TASK: From the first line of the material below to the line containing "pub fn split_batch(payload: &str)", repeat every line exactly and add nothing.

GIVEN ENTRIES:
//! Replace the flat background of simulated observations with natural imagery.
//!
//! A [`matting::BackgroundMatting`] strategy finds the background pixels of each
//! frame, a [`source::ImageSource`] supplies replacement content, and
//! [`env::ReplaceBackgroundEnv`] fuses the two around any [`env::Environment`].

pub mod env;
pub mod error;
pub mod frame;
pub mod matting;
pub mod output;
pub mod play;
pub mod source;

pub use error::BackgroundError;
pub use frame::{Frame, Mask, Shape};
//! The REPL run loop.
//!
//! Batch input is split into an ordered queue of command lines and consumed
//! before any interactive prompting. Each iteration dispatches exactly one
//! line against the command tree; failures are caught at this boundary and
//! turned into a diagnostic plus contextual help, except when the next
//! queued batch line is the literal `exit` sentinel, which makes the
//! failure fatal.

use std::collections::VecDeque;
use std::io::Write;

use colored::Colorize;
use log::debug;
use tokio::io::{AsyncBufRead, AsyncBufReadExt, BufReader};

use crate::constants::{EXIT_TOKEN, LINE_SEPARATOR, PROMPT};
use crate::error::{ConsoleError, ConsoleResult};
use crate::repl::command::{CommandTree, Context, Outcome};

/// How a run terminated
#[derive(Debug)]
pub enum ReplOutcome {
    /// The close command executed; exit status 0
    Closed,
    /// A batch error was immediately followed by the `exit` sentinel;
    /// exit status 1
    Fatal(ConsoleError),
}

/// Loop state. `Closed` and `FatalExit` are terminal.
#[derive(Debug, Clone, Copy, PartialEq, Eq)]
enum State {
    Running,
    Closed,
    FatalExit,
}

/// Splits a batch payload on the literal `\n` escape token into lines of
/// whitespace-separated tokens
pub fn split_batch(payload: &str) -> VecDeque<Vec<String>> {
    payload.split(LINE_SEPARATOR).map(split_line).collect()
}

/// Splits one command line into tokens
pub fn split_line(line: &str) -> Vec<String> {
    line.split_whitespace().map(str::to_string).collect()
}

/// The command dispatcher
pub struct Repl {
    tree: CommandTree,
    ctx: Context,
}

impl Repl {
    pub fn new(tree: CommandTree, ctx: Context) -> Self {
        Repl { tree, ctx }
    }

    /// Drives the loop until the close command executes or the fatal
    /// batch-exit condition is met, prompting on stdin once the batch
    /// queue is drained.
    pub async fn run(&mut self, batch: Option<&str>) -> ConsoleResult<ReplOutcome> {
        self.run_with_input(batch, BufReader::new(tokio::io::stdin()))
            .await
    }

    /// As [`Repl::run`], reading interactive lines from `input` instead of
    /// stdin.
    ///
    /// Batch lines run strictly in order; interactive prompting starts only
    /// once the queue is drained. End-of-file on interactive input is
    /// treated as close.
    pub async fn run_with_input<R>(
        &mut self,
        batch: Option<&str>,
        input: R,
    ) -> ConsoleResult<ReplOutcome>
    where
        R: AsyncBufRead + Unpin + Send,
    {
        let mut queue = batch.map(split_batch).unwrap_or_default();
        let batch_mode = !queue.is_empty();
        let mut lines = input.lines();
        let mut state = State::Running;
        let mut fatal = None;

        while state == State::Running {
            let tokens = match queue.pop_front() {
                Some(tokens) => tokens,
                None => {
                    print!("{}", PROMPT);
                    std::io::stdout().flush()?;
                    match lines.next_line().await? {
                        Some(line) => split_line(&line),
                        None => break,
                    }
                }
            };
            debug!("dispatching: {:?}", tokens);
            match self.tree.dispatch(&mut self.ctx, &tokens).await {
                Ok(Outcome::Close) => state = State::Closed,
                Ok(Outcome::Continue) => {}
                Err(err) => {
                    let exit_queued = matches!(
                        queue.front(),
                        Some(line) if line.len() == 1 && line[0] == EXIT_TOKEN
                    );
                    if batch_mode && exit_queued {
                        eprintln!("{}", err);
                        fatal = Some(err);
                        state = State::FatalExit;
                    } else {
                        eprintln!("\n{} {}", "Error".red(), err);
                        let (resolved, _) = self.tree.resolve(&tokens);
                        self.tree.show_help(resolved);
                    }
                }
            }
        }

        match fatal {
            Some(err) => Ok(ReplOutcome::Fatal(err)),
            None => Ok(ReplOutcome::Closed),
        }
    }
}

#[cfg(test)]
mod tests {
    use super::*;
    use async_trait::async_trait;
    use std::sync::atomic::{AtomicUsize, Ordering};
    use std::sync::Arc;

    use crate::repl::command::{CommandAction, ROOT};

    struct Counter {
        hits: Arc<AtomicUsize>,
    }

    #[async_trait]
    impl CommandAction for Counter {
        async fn run(&self, _: &mut Context, _: &[String]) -> ConsoleResult<Outcome> {
            self.hits.fetch_add(1, Ordering::SeqCst);
            Ok(Outcome::Continue)
        }
    }

    struct Close;

    #[async_trait]
    impl CommandAction for Close {
        async fn run(&self, _: &mut Context, _: &[String]) -> ConsoleResult<Outcome> {
            Ok(Outcome::Close)
        }
    }

    struct Fail;

    #[async_trait]
    impl CommandAction for Fail {
        async fn run(&self, _: &mut Context, _: &[String]) -> ConsoleResult<Outcome> {
            Err(ConsoleError::Execution("boom".to_string()))
        }
    }

    fn repl(hits: Arc<AtomicUsize>) -> Repl {
        let mut tree = CommandTree::new("console", "test console");
        tree.add(ROOT, "ping", "counts invocations", Box::new(Counter { hits }));
        tree.add(ROOT, "fail", "always fails", Box::new(Fail));
        tree.add(ROOT, "close", "closes the console", Box::new(Close));
        Repl::new(tree, Context::new())
    }

    #[test]
    fn test_split_batch_on_literal_escape_token() {
        let queue = split_batch("slot list\\nobject list --slot 0\\nexit");
        assert_eq!(queue.len(), 3);
        assert_eq!(queue[0], vec!["slot", "list"]);
        assert_eq!(queue[1], vec!["object", "list", "--slot", "0"]);
        assert_eq!(queue[2], vec!["exit"]);
    }

    #[tokio::test]
    async fn test_batch_lines_execute_in_order_until_close() {
        let hits = Arc::new(AtomicUsize::new(0));
        let mut repl = repl(Arc::clone(&hits));
        let outcome = repl.run(Some("ping\\nping\\nclose")).await.unwrap();
        assert!(matches!(outcome, ReplOutcome::Closed));
        assert_eq!(hits.load(Ordering::SeqCst), 2);
    }

    #[tokio::test]
    async fn test_error_followed_by_exit_sentinel_is_fatal() {
        let hits = Arc::new(AtomicUsize::new(0));
        let mut repl = repl(Arc::clone(&hits));
        let outcome = repl.run(Some("ping\\nfail\\nexit")).await.unwrap();
        match outcome {
            ReplOutcome::Fatal(ConsoleError::Execution(message)) => {
                assert_eq!(message, "boom")
            }
            other => panic!("expected fatal outcome, got {:?}", other),
        }
        assert_eq!(hits.load(Ordering::SeqCst), 1);
    }

    #[tokio::test]
    async fn test_resolution_error_followed_by_exit_sentinel_is_fatal() {
        let hits = Arc::new(AtomicUsize::new(0));
        let mut repl = repl(hits);
        let outcome = repl.run(Some("bogus\\nexit")).await.unwrap();
        assert!(matches!(
            outcome,
            ReplOutcome::Fatal(ConsoleError::Resolution { token }) if token == "bogus"
        ));
    }

    #[tokio::test]
    async fn test_error_without_exit_sentinel_recovers() {
        let hits = Arc::new(AtomicUsize::new(0));
        let mut repl = repl(Arc::clone(&hits));
        let outcome = repl.run(Some("fail\\nping\\nclose")).await.unwrap();
        assert!(matches!(outcome, ReplOutcome::Closed));
        assert_eq!(hits.load(Ordering::SeqCst), 1);
    }

    #[tokio::test]
    async fn test_interactive_close_stops_without_reading_further() {
        let hits = Arc::new(AtomicUsize::new(0));
        let mut repl = repl(Arc::clone(&hits));
        let input = BufReader::new(&b"close\nping\n"[..]);
        let outcome = repl.run_with_input(None, input).await.unwrap();
        assert!(matches!(outcome, ReplOutcome::Closed));
        assert_eq!(hits.load(Ordering::SeqCst), 0);
    }

    #[tokio::test]
    async fn test_interactive_error_is_never_fatal() {
        let hits = Arc::new(AtomicUsize::new(0));
        let mut repl = repl(Arc::clone(&hits));
        let input = BufReader::new(&b"fail\nping\nclose\n"[..]);
        let outcome = repl.run_with_input(None, input).await.unwrap();
        assert!(matches!(outcome, ReplOutcome::Closed));
        assert_eq!(hits.load(Ordering::SeqCst), 1);
    }

    #[tokio::test]
    async fn test_interactive_eof_closes() {
        let hits = Arc::new(AtomicUsize::new(0));
        let mut repl = repl(hits);
        let outcome = repl
            .run_with_input(None, BufReader::new(&b""[..]))
            .await
            .unwrap();
        assert!(matches!(outcome, ReplOutcome::Closed));
    }

    #[tokio::test]
    async fn test_batch_queue_drains_before_interactive_input() {
        let hits = Arc::new(AtomicUsize::new(0));
        let mut repl = repl(Arc::clone(&hits));
        let input = BufReader::new(&b"ping\nclose\n"[..]);
        let outcome = repl
            .run_with_input(Some("ping\\nping"), input)
            .await
            .unwrap();
        assert!(matches!(outcome, ReplOutcome::Closed));
        assert_eq!(hits.load(Ordering::SeqCst), 3);
    }

    #[tokio::test]
    async fn test_empty_batch_line_shows_help_and_continues() {
        let hits = Arc::new(AtomicUsize::new(0));
        let mut repl = repl(Arc::clone(&hits));
        let outcome = repl.run(Some("\\nping\\nclose")).await.unwrap();
        assert!(matches!(outcome, ReplOutcome::Closed));
        assert_eq!(hits.load(Ordering::SeqCst), 1);
    }
}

ANSWER SPACE:
//! Replace the flat background of simulated observations with natural imagery.
//!
//! A [`matting::BackgroundMatting`] strategy finds the background pixels of each
//! frame, a [`source::ImageSource`] supplies replacement content, and
//! [`env::ReplaceBackgroundEnv`] fuses the two around any [`env::Environment`].

pub mod env;
pub mod error;
pub mod frame;
pub mod matting;
pub mod output;
pub mod play;
pub mod source;

pub use error::BackgroundError;
pub use frame::{Frame, Mask, Shape};
//! The REPL run loop.
//!
//! Batch input is split into an ordered queue of command lines and consumed
//! before any interactive prompting. Each iteration dispatches exactly one
//! line against the command tree; failures are caught at this boundary and
//! turned into a diagnostic plus contextual help, except when the next
//! queued batch line is the literal `exit` sentinel, which makes the
//! failure fatal.

use std::collections::VecDeque;
use std::io::Write;

use colored::Colorize;
use log::debug;
use tokio::io::{AsyncBufRead, AsyncBufReadExt, BufReader};

use crate::constants::{EXIT_TOKEN, LINE_SEPARATOR, PROMPT};
use crate::error::{ConsoleError, ConsoleResult};
use crate::repl::command::{CommandTree, Context, Outcome};

/// How a run terminated
#[derive(Debug)]
pub enum ReplOutcome {
    /// The close command executed; exit status 0
    Closed,
    /// A batch error was immediately followed by the `exit` sentinel;
    /// exit status 1
    Fatal(ConsoleError),
}

/// Loop state. `Closed` and `FatalExit` are terminal.
#[derive(Debug, Clone, Copy, PartialEq, Eq)]
enum State {
    Running,
    Closed,
    FatalExit,
}

/// Splits a batch payload on the literal `\n` escape token into lines of
/// whitespace-separated tokens
pub fn split_batch(payload: &str) -> VecDeque<Vec<String>> {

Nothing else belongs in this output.